Sébastien Meyer, Arnaud Vaillant: Nel 2013 abbiamo fondato Coperni, un’idea nata nel nostro piccolo appartamento parigino. Inizialmente abbiamo postato solo alcune creazioni su Instagram e abbiamo sempre cercato di condividere i nostri pezzi in modo diverso. Per esempio, abbiamo iniziato tagliando le immagini in mosaici. Oggi potrebbe sembrare noioso, ma allora era davvero cool. Grazie a Instagram siamo stati scoperti da Clara Cornet, quando era una buyer di Opening Ceremony. In un certo senso, la tecnologia e il regno digitale fanno parte del DNA di Coperni fin dall’inizio.

GP: I marchi emergenti al giorno d’oggi devono considerare tantissimi aspetti dell’industria. Con quale obiettivo avete iniziato?
SM, AV: La nostra più grande preoccupazione è sempre stata quella di creare abiti “veri” che possano essere indossati dai nostri amici. C’è una complementarità tra noi due che ci permette di creare collezioni con un perfetto equilibrio tra creatività e vestibilità.
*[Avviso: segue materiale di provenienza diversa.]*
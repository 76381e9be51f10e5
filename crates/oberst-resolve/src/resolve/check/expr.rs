//! Expression typing.

use super::compat::{is_lvalue, is_stringish, param_compatible, promoted_type, write_blocked};
use super::Checker;
use crate::resolve::eval;
use oberst_ast::ast::{
    derefed, equal_types, extends, find_in_scope, is_error, record_of, ArgExpr, ArgOp, Array,
    BaseKind, BinExpr, BinOp, BuiltInKind, ExprKind, ExprRef, IdentRole, ModuleRefType, NamedKind,
    NamedRef, Pointer, Type, TypeKind, TypeRef, UnExpr, UnOp, Value,
};
use oberst_ast::error::ErrorKind;
use oberst_ast::foundation::Loc;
GP: Chi sono le vostre maggiori ispirazioni e influenze, e perché?
SM, AV: Sicuramente i nostri amici e la nostra famiglia. Cerchiamo sempre di ascoltare i nostri amici in termini di cosa vogliono indossare, come vogliono indossare un pezzo e quanto vorrebbero pagarlo. Un’altra grande influenza per noi è la tecnologia e non ci vergogniamo ad ammettere che l’iPhone è la nostra più grande fonte di ispirazione. L’oggetto in sé ha un design elegante, ottima funzionalità, puoi fare tutto con un iPhone. È un oggetto fantastico che ci connette con il resto del mondo.

GP: Se poteste lavorare con chiunque, vivo o no, chi sarebbe?
SM: Helmut Lang, per il suo rigore e la sua follia nascosta.
AV: Pierre Bergé, per la sua forza e il suo coraggio.
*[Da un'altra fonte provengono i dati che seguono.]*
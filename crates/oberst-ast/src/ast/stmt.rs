//! Statement trees.
//!
//! Statements are owned by the scope body that contains them. The checker
//! attaches folded constants (FOR step) and classification (value case vs
//! type case) through interior cells; everything else is fixed by the
//! parser.

use crate::ast::expr::{ExprRef, Value};
use crate::foundation::Loc;
use std::cell::{Cell, RefCell};
use std::rc::Rc;

/// Shared handle to a statement node.
pub type StmtRef = Rc<Stmt>;

/// A statement sequence.
pub type StatSeq = Vec<StmtRef>;

/// Statement variants.
#[derive(Debug)]
pub enum Stmt {
    /// A call used as a statement
    Call(CallStmt),
    /// RETURN with optional value
    Return(ReturnStmt),
    /// EXIT from the enclosing LOOP
    Exit(ExitStmt),
    /// Assignment
    Assign(AssignStmt),
    /// IF, WHILE, REPEAT, WITH, or LOOP, selected by the mode tag
    IfLoop(IfLoop),
    /// FOR loop
    For(ForStmt),
    /// Value case or type case
    Case(CaseStmt),
}

impl Stmt {
    /// Source position of the statement.
    pub fn loc(&self) -> Loc {
        match self {
            Stmt::Call(s) => s.loc,
            Stmt::Return(s) => s.loc,
            Stmt::Exit(s) => s.loc,
            Stmt::Assign(s) => s.loc,
            Stmt::IfLoop(s) => s.loc,
            Stmt::For(s) => s.loc,
            Stmt::Case(s) => s.loc,
        }
    }
}

/// A call statement.
#[derive(Debug)]
pub struct CallStmt {
    /// Source position
    pub loc: Loc,
    /// The call expression; the checker verifies it is actually a call
    pub call: ExprRef,
}

/// A RETURN statement.
#[derive(Debug)]
pub struct ReturnStmt {
    /// Source position
    pub loc: Loc,
    /// Returned value, absent in proper procedures
    pub value: Option<ExprRef>,
}

/// An EXIT statement.
#[derive(Debug)]
pub struct ExitStmt {
    /// Source position
    pub loc: Loc,
}

/// An assignment.
#[derive(Debug)]
pub struct AssignStmt {
    /// Source position
    pub loc: Loc,
    /// Assignment target; must check as an lvalue
    pub lhs: ExprRef,
    /// Assigned value
    pub rhs: ExprRef,
}

/// Mode of an [`IfLoop`] statement.
#[derive(Debug, Clone, Copy, PartialEq, Eq)]
pub enum IfLoopOp {
    /// IF / ELSIF chain with optional ELSE
    If,
    /// WHILE loop, one guard
    While,
    /// REPEAT ... UNTIL, one guard
    Repeat,
    /// WITH regional type guard chain
    With,
    /// LOOP without guard; left only through EXIT
    Loop,
}

/// IF, WHILE, REPEAT, WITH, and LOOP share one node.
///
/// `conds` and `branches` are parallel: guard i belongs to branch i. WHILE
/// and REPEAT have exactly one guard; LOOP has none and a single branch.
/// For WITH, each guard is an `IS` test and the scrutinee's static type
/// narrows to the tested type inside the matching branch.
#[derive(Debug)]
pub struct IfLoop {
    /// Source position
    pub loc: Loc,
    /// Statement mode
    pub op: IfLoopOp,
    /// Guards, one per branch (empty for LOOP)
    pub conds: Vec<ExprRef>,
    /// Guarded branches
    pub branches: Vec<StatSeq>,
    /// ELSE branch, empty if absent
    pub els: StatSeq,
}

/// A FOR loop.
#[derive(Debug)]
pub struct ForStmt {
    /// Source position
    pub loc: Loc,
    /// Control variable occurrence
    pub control: ExprRef,
    /// Start value
    pub from: ExprRef,
    /// End value
    pub to: ExprRef,
    /// Step expression; absent means +1
    pub by: Option<ExprRef>,
    /// Loop body
    pub body: StatSeq,
    by_val: RefCell<Value>,
}

impl ForStmt {
    /// Create a FOR loop.
    pub fn new(
        loc: Loc,
        control: ExprRef,
        from: ExprRef,
        to: ExprRef,
        by: Option<ExprRef>,
        body: StatSeq,
    ) -> Self {
        Self {
            loc,
            control,
            from,
            to,
            by,
            body,
            by_val: RefCell::new(Value::Invalid),
        }
    }

    /// The folded step constant, set by the checker.
    pub fn by_val(&self) -> Value {
        self.by_val.borrow().clone()
    }

    /// Record the folded step constant.
    pub fn set_by_val(&self, value: Value) {
        *self.by_val.borrow_mut() = value;
    }
}

/// One arm of a case statement.
#[derive(Debug)]
pub struct CaseArm {
    /// Labels: constants, ranges, or type names
    pub labels: Vec<ExprRef>,
    /// Arm body
    pub body: StatSeq,
}

/// A CASE statement over an ordinal/string scrutinee, or a type case over a
/// record/pointer scrutinee. The checker classifies which.
#[derive(Debug)]
pub struct CaseStmt {
    /// Source position
    pub loc: Loc,
    /// Scrutinee expression
    pub expr: ExprRef,
    /// The arms in source order
    pub arms: Vec<CaseArm>,
    /// ELSE branch, empty if absent
    pub els: StatSeq,
    type_case: Cell<bool>,
}

impl CaseStmt {
    /// Create a case statement; classification happens during checking.
    pub fn new(loc: Loc, expr: ExprRef, arms: Vec<CaseArm>, els: StatSeq) -> Self {
        Self {
            loc,
            expr,
            arms,
            els,
            type_case: Cell::new(false),
        }
    }

    /// Whether the checker classified this as a type case.
    pub fn is_type_case(&self) -> bool {
        self.type_case.get()
    }

    /// Classify this statement as a type case.
    pub fn mark_type_case(&self) {
        self.type_case.set(true);
    }
}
GP: Qual è il vostro rapporto con la fotografia e il video? E con le riviste? Cosa guardate? Cosa vi appassiona?
SM, AV: Essendo cresciuti nel sud della Francia, abbiamo scoperto la moda attraverso le riviste – non abbiamo potuto sperimentare sin da subito la fisicità della moda. Arnaud era abbonato a Vogue dall’età di sedici anni, oggi una bibbia per noi. È su riviste come questa che abbiamo scoperto l’importanza del rapporto tra un fotografo, uno stilista e una modella, attraverso il lavoro dei parrucchieri e dei truccatori. La più grande forza di una rivista sta nella sua fisicità. È un oggetto che rimane nel tempo, che attraversa le generazioni. È un marcatore delle epoche, un testimone degli stili e delle mode che passano. Niente potrà sostituire una rivista. Nel momento in cui si parlerà della fine delle riviste, dovremo lottare per continuare a mantenerle in vita e soprattutto per farle coesistere con il digitale. Le due cose devono essere complementari.
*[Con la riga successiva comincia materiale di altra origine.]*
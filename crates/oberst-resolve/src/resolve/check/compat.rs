//! Type compatibility rules.
//!
//! Assignment compatibility, parameter-passing compatibility, the numeric
//! promotion ladder, and lvalue classification. Shared by the expression
//! and statement checkers.

use oberst_ast::ast::{
    derefed, equal_types, extends, is_error, BaseKind, BaseType, ExprKind, ExprRef, NamedKind,
    NamedRef, TypeKind, TypeRef, Value, Visibility,
};

/// The wider of two numeric kinds on the promotion ladder.
pub fn promote(a: BaseKind, b: BaseKind) -> BaseKind {
    if a.rank() >= b.rank() {
        a
    } else {
        b
    }
}

/// The interned type of the wider numeric operand.
pub fn promoted_type(a: &TypeRef, b: &TypeRef) -> Option<TypeRef> {
    let (ka, kb) = (derefed(a).base_kind()?, derefed(b).base_kind()?);
    if !ka.is_numeric() || !kb.is_numeric() {
        return None;
    }
    Some(BaseType::intern(promote(ka, kb)))
}

/// Whether a type is a character array or a string base type.
pub fn is_stringish(ty: &TypeRef) -> bool {
    let ty = derefed(ty);
    match &ty.kind {
        TypeKind::Base(b) => b.kind.is_string(),
        TypeKind::Array(a) => derefed(&a.elem)
            .base_kind()
            .map(BaseKind::is_char)
            .unwrap_or(false),
        _ => false,
    }
}

/// Assignment compatibility of a source with a destination.
///
/// The rules, first match wins: identical types; numeric widening; NIL into
/// pointers and procedure variables; pointer extension; string literals
/// into character arrays that can hold them including the trailing zero;
/// character widening; matching procedure signatures.
pub fn assignment_compatible(dst: &TypeRef, src: &TypeRef, src_expr: Option<&ExprRef>) -> bool {
    if is_error(dst) || is_error(src) {
        // The sentinel swallows follow-up diagnostics.
        return true;
    }
    let dst = derefed(dst);
    let src = derefed(src);

    if equal_types(&dst, &src) {
        return true;
    }

    let dst_kind = dst.base_kind();
    let src_kind = src.base_kind();

    // Numeric widening; narrowing needs an explicit conversion intrinsic.
    if let (Some(d), Some(s)) = (dst_kind, src_kind) {
        if d.is_numeric() && s.is_numeric() && d.rank() >= s.rank() {
            return true;
        }
        if d == BaseKind::WChar && s == BaseKind::Char {
            return true;
        }
        if d == BaseKind::WStr && s == BaseKind::Str {
            return true;
        }
        if d == BaseKind::Any {
            return true;
        }
    }

    // NIL is assignable to any pointer or procedure variable.
    if src_kind == Some(BaseKind::Nil) {
        return matches!(dst.kind, TypeKind::Pointer(_) | TypeKind::Proc(_))
            || dst_kind == Some(BaseKind::Nil)
            || dst_kind == Some(BaseKind::Any);
    }

    // Pointer to an extension assigns to a pointer to its base.
    if matches!(dst.kind, TypeKind::Pointer(_)) && matches!(src.kind, TypeKind::Pointer(_)) {
        return extends(&src, &dst);
    }

    // String sources into character arrays.
    if let TypeKind::Array(dst_arr) = &dst.kind {
        let dst_elem = derefed(&dst_arr.elem).base_kind();
        if matches!(dst_elem, Some(k) if k.is_char()) {
            // A checked string literal arrives as a character array with
            // its length already counting the trailing zero.
            if let TypeKind::Array(src_arr) = &src.kind {
                let src_elem = derefed(&src_arr.elem).base_kind();
                let widens = match (dst_elem, src_elem) {
                    (Some(d), Some(s)) if s.is_char() => d == s || d == BaseKind::WChar,
                    _ => false,
                };
                if widens && is_literal_string(src_expr) {
                    return dst_arr.is_open()
                        || src_arr.len() == 0
                        || src_arr.len() <= dst_arr.len();
                }
            }
            // A constant of string base type fits any character array.
            if matches!(src_kind, Some(k) if k.is_string()) {
                return true;
            }
        }
    }

    // A single-character literal assigns to a character variable.
    if matches!(dst_kind, Some(k) if k.is_char()) {
        if let Some(expr) = src_expr {
            if let ExprKind::Literal(lit) = &expr.kind {
                if let Value::Str(s) = &lit.value {
                    return s.chars().count() == 1;
                }
            }
        }
        if src_kind == Some(BaseKind::Char) && dst_kind == Some(BaseKind::WChar) {
            return true;
        }
    }

    false
}

fn is_literal_string(expr: Option<&ExprRef>) -> bool {
    match expr {
        Some(e) => matches!(
            &e.kind,
            ExprKind::Literal(lit) if matches!(lit.value, Value::Str(_) | Value::Bytes(_))
        ),
        None => true,
    }
}

/// Whether an actual fits a formal parameter.
///
/// By-value formals take anything assignable. By-reference formals require
/// the same type, except that record actuals may be extensions of a record
/// formal. Open-array formals accept any array with the same element type
/// regardless of length, and by-value or IN character open arrays accept
/// string literals.
pub fn param_compatible(formal: &NamedRef, actual: &TypeRef, actual_expr: Option<&ExprRef>) -> bool {
    let Some(formal_ty) = formal.ty() else {
        return true;
    };
    if is_error(&formal_ty) || is_error(actual) {
        return true;
    }
    let formal_ty = derefed(&formal_ty);
    let actual_ty = derefed(actual);

    // Open arrays match on the element type only.
    if let TypeKind::Array(f_arr) = &formal_ty.kind {
        if f_arr.is_open() {
            if let TypeKind::Array(a_arr) = &actual_ty.kind {
                if equal_types(&f_arr.elem, &a_arr.elem) {
                    return true;
                }
            }
            let f_elem = derefed(&f_arr.elem).base_kind();
            if matches!(f_elem, Some(k) if k.is_char()) && is_stringish(&actual_ty) {
                // String constants fit read-only character array formals.
                return !formal.param_modes().0;
            }
        }
    }

    let (var, const_, _) = formal.param_modes();
    if var || const_ {
        if equal_types(&formal_ty, &actual_ty) {
            return true;
        }
        // A record extension may travel through a record reference formal;
        // the callee sees the static formal type and may narrow by type
        // case.
        if matches!(formal_ty.kind, TypeKind::Record(_)) {
            return extends(&actual_ty, &formal_ty);
        }
        return false;
    }

    let _ = actual_expr;
    assignment_compatible(&formal_ty, &actual_ty, actual_expr)
}

/// Whether an expression designates a storage location.
pub fn is_lvalue(expr: &ExprRef) -> bool {
    match &expr.kind {
        ExprKind::IdentLeaf(leaf) => match leaf.ident() {
            Some(target) => matches!(
                target.kind,
                NamedKind::Variable | NamedKind::LocalVar | NamedKind::Param(_)
            ),
            None => false,
        },
        ExprKind::IdentSel(sel) => match sel.ident() {
            Some(target) => matches!(target.kind, NamedKind::Field(_) | NamedKind::Variable),
            None => false,
        },
        ExprKind::Unary(un) if un.op == oberst_ast::ast::UnOp::Deref => true,
        ExprKind::Arg(arg) => match arg.op.get() {
            oberst_ast::ast::ArgOp::Index | oberst_ast::ast::ArgOp::Cast => is_lvalue(&arg.sub),
            oberst_ast::ast::ArgOp::Call => false,
        },
        _ => false,
    }
}

/// The entity at the root of a designator chain.
pub fn root_entity(expr: &ExprRef) -> Option<NamedRef> {
    match &expr.kind {
        ExprKind::IdentLeaf(leaf) => leaf.ident(),
        ExprKind::IdentSel(sel) => {
            // A qualified module variable is its own root.
            if let Some(target) = sel.ident() {
                if matches!(target.kind, NamedKind::Variable) {
                    return Some(target);
                }
            }
            root_entity(&sel.sub)
        }
        ExprKind::Unary(un) => root_entity(&un.sub),
        ExprKind::Arg(arg) => root_entity(&arg.sub),
        _ => None,
    }
}

/// Why a write to a designator is rejected, if it is.
///
/// Writes are blocked through IN parameters and through entities imported
/// read-only from another module.
pub fn write_blocked(expr: &ExprRef, current_module: &NamedRef) -> Option<&'static str> {
    let root = root_entity(expr)?;
    if let NamedKind::Param(p) = &root.kind {
        if p.const_ {
            return Some("parameter is passed by constant reference");
        }
    }
    if root.visibility() == Visibility::ReadOnly {
        let home = root.module();
        let foreign = home
            .map(|m| !std::rc::Rc::ptr_eq(&m, current_module))
            .unwrap_or(false);
        if foreign {
            return Some("entity is exported read-only");
        }
    }
    None
}

#[cfg(test)]
mod tests {
    use super::*;
    use oberst_ast::ast::{Array, Expr, Literal, Pointer, Record, Type};
    use oberst_ast::foundation::Loc;

    fn base(kind: BaseKind) -> TypeRef {
        BaseType::intern(kind)
    }

    #[test]
    fn test_numeric_widening_only() {
        assert!(assignment_compatible(
            &base(BaseKind::LongInt),
            &base(BaseKind::Integer),
            None
        ));
        assert!(assignment_compatible(
            &base(BaseKind::Real),
            &base(BaseKind::Byte),
            None
        ));
        assert!(!assignment_compatible(
            &base(BaseKind::Integer),
            &base(BaseKind::LongInt),
            None
        ));
        assert!(!assignment_compatible(
            &base(BaseKind::Integer),
            &base(BaseKind::Real),
            None
        ));
    }

    #[test]
    fn test_nil_into_pointers_only() {
        let rec = Type::new(TypeKind::Record(Record::new(Loc::none(), None, vec![])));
        let ptr = Type::new(TypeKind::Pointer(Pointer {
            loc: Loc::none(),
            to: rec,
        }));
        assert!(assignment_compatible(&ptr, &base(BaseKind::Nil), None));
        assert!(!assignment_compatible(
            &base(BaseKind::Integer),
            &base(BaseKind::Nil),
            None
        ));
    }

    #[test]
    fn test_pointer_extension_assignability() {
        let root = Type::new(TypeKind::Record(Record::new(Loc::none(), None, vec![])));
        let sub = Type::new(TypeKind::Record(Record::new(Loc::none(), None, vec![])));
        sub.as_record().unwrap().set_base_rec(&root);

        let p_root = Type::new(TypeKind::Pointer(Pointer {
            loc: Loc::none(),
            to: root,
        }));
        let p_sub = Type::new(TypeKind::Pointer(Pointer {
            loc: Loc::none(),
            to: sub,
        }));

        assert!(assignment_compatible(&p_root, &p_sub, None));
        assert!(!assignment_compatible(&p_sub, &p_root, None));
    }

    #[test]
    fn test_string_literal_into_char_array() {
        // "ab" checks as ARRAY 3 OF CHAR (two codepoints plus the zero).
        let lit_ty = Type::new(TypeKind::Array(Array::new(
            Loc::none(),
            None,
            base(BaseKind::Char),
        )));
        lit_ty.as_array().unwrap().set_len(3);
        let lit = Expr::new(
            Loc::none(),
            ExprKind::Literal(Literal::new(Value::Str("ab".into()))),
        );

        let dst_fits = Type::new(TypeKind::Array(Array::new(
            Loc::none(),
            None,
            base(BaseKind::Char),
        )));
        dst_fits.as_array().unwrap().set_len(8);
        assert!(assignment_compatible(&dst_fits, &lit_ty, Some(&lit)));

        let dst_small = Type::new(TypeKind::Array(Array::new(
            Loc::none(),
            None,
            base(BaseKind::Char),
        )));
        dst_small.as_array().unwrap().set_len(2);
        assert!(!assignment_compatible(&dst_small, &lit_ty, Some(&lit)));
    }

    #[test]
    fn test_promotion_ladder() {
        assert_eq!(
            promote(BaseKind::Integer, BaseKind::Real),
            BaseKind::Real
        );
        assert_eq!(
            promote(BaseKind::LongInt, BaseKind::ShortInt),
            BaseKind::LongInt
        );
    }
}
GP: Avete mai pensato di collaborare con i crypto-artisti? Magari legando la crypto arte alla narrativa del vostro marchio?
SM, AV: Ovviamente questo è un argomento che ci interessa molto, ma è ancora una realtà molto complessa da far comprendere pienamente al pubblico, quindi stiamo aspettando il progetto giusto per intraprenderlo. Anche se il mondo virtuale è la nostra passione, non ci piacerebbe intraprendere un progetto sul digitale che abbia solo uno scopo digitale. Se lo facciamo, deve soddisfare requisiti specifici e il progetto deve essere leggibile e divertente, altrimenti crea frustrazione e riluttanza.

GP: Avete già creato la vostra community? Chi indossa Coperni? In cosa si riconoscono i vostri consumatori? C’è un elemento o un atteggiamento ricorrente?
SM, AV: La nostra più grande soddisfazione è quella di vedere i nostri abiti indossati per le strade e postati sui social media. La cosa più preziosa per noi è il nostro pr team che si è creato negli anni. Ci piace interagire con loro, vederli crescere ed essere coinvolti nel marchio.

GP: Nel maggio 2015 siete stati entrambi nominati direttori artistici del marchio Courrèges. Cosa vi ha spinto a creare il vostro marchio?
SM, AV: Tutto quello che abbiamo fatto nella nostra vita soprattutto da quando ci siamo incontrati è stato fatto organicamente senza alcuna pianificazione. Quando abbiamo lanciato ufficialmente Coperni nel 2013, è stato soltanto dopo aver ricevuto un feedback positivo ai nostri post su Instagram e siamo stati spinti a creare ufficialmente il marchio. Lo stesso è successo con Courrèges; non avremmo mai immaginato di trovarci a capo di una casa di moda così grande a soli venticinque anni.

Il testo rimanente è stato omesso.